Across the world, the garment industry is notorious for the ill-treatment of workers in neo-colonial supply chains who are at the mercy of international brands making huge profits at their expense. The interruption to trade engendered by the Covid epidemic vividly demonstrated that workers in the global South are as disposable as the cheap clothes they make when, in most cases, their corporate buyers in the USA and Europe simply abandoned them until business could be resumed.
An unjust system
What this goes to show is that the entire global garment trading system is based on unjust, imbalanced terms of trade giving rise to an abusive dependent relationship between impoverished producer countries and their Western buyers.
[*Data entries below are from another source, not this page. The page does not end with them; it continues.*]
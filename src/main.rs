//! NoteHub Server — Collaborative Notes Platform
//!
//! Binary entry point: loads configuration, connects storage, assembles
//! the auth and service layers, and serves the HTTP API until shutdown.

use std::sync::Arc;

use tracing_subscriber::{EnvFilter, fmt};

use notehub_api::{AppState, build_router};
use notehub_auth::{
    AccessChecker, CredentialVerifier, JwtDecoder, JwtEncoder, PasswordHasher, PasswordValidator,
    SessionManager,
};
use notehub_core::config::AppConfig;
use notehub_core::error::AppError;
use notehub_database::DatabasePool;
use notehub_database::migration::run_migrations;
use notehub_database::repositories::{
    CollaborationRepository, NoteRepository, SessionRepository, UserRepository,
};
use notehub_service::{CollaborationService, NoteService, UserService};

#[tokio::main]
async fn main() {
    let env = std::env::var("NOTEHUB_ENV").unwrap_or_else(|_| "development".to_string());

    let config = match AppConfig::load(&env) {
        Ok(c) => c,
        Err(e) => {
            eprintln!("Cannot start without a valid configuration: {e}");
            std::process::exit(1);
        }
    };

    init_logging(&config);

    if let Err(e) = run(config).await {
        tracing::error!("Fatal: {e}");
        std::process::exit(1);
    }
}

/// Install the tracing subscriber before anything else logs.
fn init_logging(config: &AppConfig) {
    let filter =
        EnvFilter::try_from_default_env().unwrap_or_else(|_| EnvFilter::new(&config.logging.level));

    if config.logging.is_json() {
        fmt()
            .json()
            .with_env_filter(filter)
            .with_target(true)
            .with_thread_ids(true)
            .init();
    } else {
        fmt().pretty().with_env_filter(filter).with_target(true).init();
    }
}

/// Bring the server up stage by stage, then block until shutdown.
async fn run(config: AppConfig) -> Result<(), AppError> {
    tracing::info!("Starting NoteHub v{}", env!("CARGO_PKG_VERSION"));

    // ── Step 1: Database connection + migrations ─────────────────
    let db = DatabasePool::connect(&config.database).await?;
    db.health_check().await?;
    run_migrations(db.pool()).await?;

    // ── Step 2: Repositories ─────────────────────────────────────
    let user_repo = Arc::new(UserRepository::new(db.pool().clone()));
    let note_repo = Arc::new(NoteRepository::new(db.pool().clone()));
    let collaboration_repo = Arc::new(CollaborationRepository::new(db.pool().clone()));
    let session_repo = Arc::new(SessionRepository::new(db.pool().clone()));

    // ── Step 3: Auth components ──────────────────────────────────
    let password_hasher = Arc::new(PasswordHasher::new());
    let password_validator = Arc::new(PasswordValidator::new(&config.auth));
    let jwt_encoder = Arc::new(JwtEncoder::new(&config.auth));
    let jwt_decoder = Arc::new(JwtDecoder::new(&config.auth));
    let credential_verifier = Arc::new(CredentialVerifier::new(
        Arc::clone(&user_repo),
        Arc::clone(&password_hasher),
    ));
    let session_manager = Arc::new(SessionManager::new(
        Arc::clone(&credential_verifier),
        Arc::clone(&jwt_encoder),
        Arc::clone(&jwt_decoder),
        Arc::clone(&session_repo),
    ));
    let access_checker = Arc::new(AccessChecker::new(
        Arc::clone(&note_repo),
        Arc::clone(&collaboration_repo),
    ));
    tracing::info!("Auth components ready");

    // ── Step 4: Purge revoked sessions ───────────────────────────
    let purged = session_manager.purge_revoked().await?;
    if purged > 0 {
        tracing::info!(purged, "Removed revoked sessions from previous runs");
    }

    // ── Step 5: Services ─────────────────────────────────────────
    let user_service = Arc::new(UserService::new(
        Arc::clone(&user_repo),
        Arc::clone(&password_hasher),
        Arc::clone(&password_validator),
    ));
    let note_service = Arc::new(NoteService::new(
        Arc::clone(&note_repo),
        Arc::clone(&access_checker),
    ));
    let collaboration_service = Arc::new(CollaborationService::new(
        Arc::clone(&collaboration_repo),
        Arc::clone(&user_repo),
        Arc::clone(&access_checker),
    ));
    tracing::info!("Services ready");

    // ── Step 6: HTTP server ──────────────────────────────────────
    let app_state = AppState {
        config: Arc::new(config.clone()),
        decoder: Arc::clone(&jwt_decoder),
        session_manager: Arc::clone(&session_manager),
        user_service: Arc::clone(&user_service),
        note_service: Arc::clone(&note_service),
        collaboration_service: Arc::clone(&collaboration_service),
    };

    let app = build_router(app_state);

    let addr = config.server.bind_addr();
    let listener = tokio::net::TcpListener::bind(&addr)
        .await
        .map_err(|e| AppError::internal(format!("Failed to bind {addr}: {e}")))?;

    tracing::info!("NoteHub listening on {addr}");

    // ── Step 7: Graceful shutdown ────────────────────────────────
    axum::serve(listener, app)
        .with_graceful_shutdown(async {
            shutdown_signal().await;
            tracing::info!("Shutdown signal received, draining connections");
        })
        .await
        .map_err(|e| AppError::internal(format!("Server error: {e}")))?;

    db.close().await;
    tracing::info!("NoteHub stopped");
    Ok(())
}

/// Wait for shutdown signal (Ctrl+C or SIGTERM)
async fn shutdown_signal() {
    let ctrl_c = async {
        tokio::signal::ctrl_c()
            .await
            .expect("Failed to install Ctrl+C handler");
    };

    #[cfg(unix)]
    let terminate = async {
        tokio::signal::unix::signal(tokio::signal::unix::SignalKind::terminate())
            .expect("Failed to install SIGTERM handler")
            .recv()
            .await;
    };

    #[cfg(not(unix))]
    let terminate = std::future::pending::<()>();

    tokio::select! {
        _ = ctrl_c => {},
        _ = terminate => {},
    }
}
Consequently, while well-meaning efforts to improve conditions for exploited garment workers in Bangladesh, China, Honduras and elsewhere by raising consciousness amongst Western consumers are to be encouraged, the underlying problems will only be resolved by the elimination of a globalised, profits-based system and its replacement by a more equitable and sustainable model.
Here in the UK, perhaps the only body that can claim to source clothing from unionised factories on the Indian sub-continent but who also understand the need for radical change is No Sweat (https://nosweat.org.uk/t-shirts/) and it is a shame that more trade unions and progressive organisations do not use their products rather than relying on commercial clothing businesses that have, at best, dubious ethical credentials.
Back in Argentina, before Milei, the garment industry, though by no means perfect, was one of the few in the world that was largely self-sufficient. It had survived the politics of the military dictatorship, the hyperinflation of the Alfonsín government that followed it and the indiscriminate opening of the import market by the right wing Macri administration elected in 2015. A process of automation and mechanisation cost many jobs but at least enabled it to continue to trade in an internal market of 47 million inhabitants. How much of it will survive another three years of Milei’s onslaught on domestic enterprise remains to be seen. In every sense of the phrase, the fabric of the nation is being torn apart.
Main image: ‘Textile production is falling in Argentina. Photo: Fashion Network
Bert Schouwenburg is a trade union advisor. He was formerly in charge of international affairs at the GMB union where he established and maintained close links with unions on Latin American tropical fruit plantations as well as representing the ETUC on EU-Latin America trade bodies. He has lived, studied and worked in several Latin American republics and has had numerous articles printed in a variety of outlets.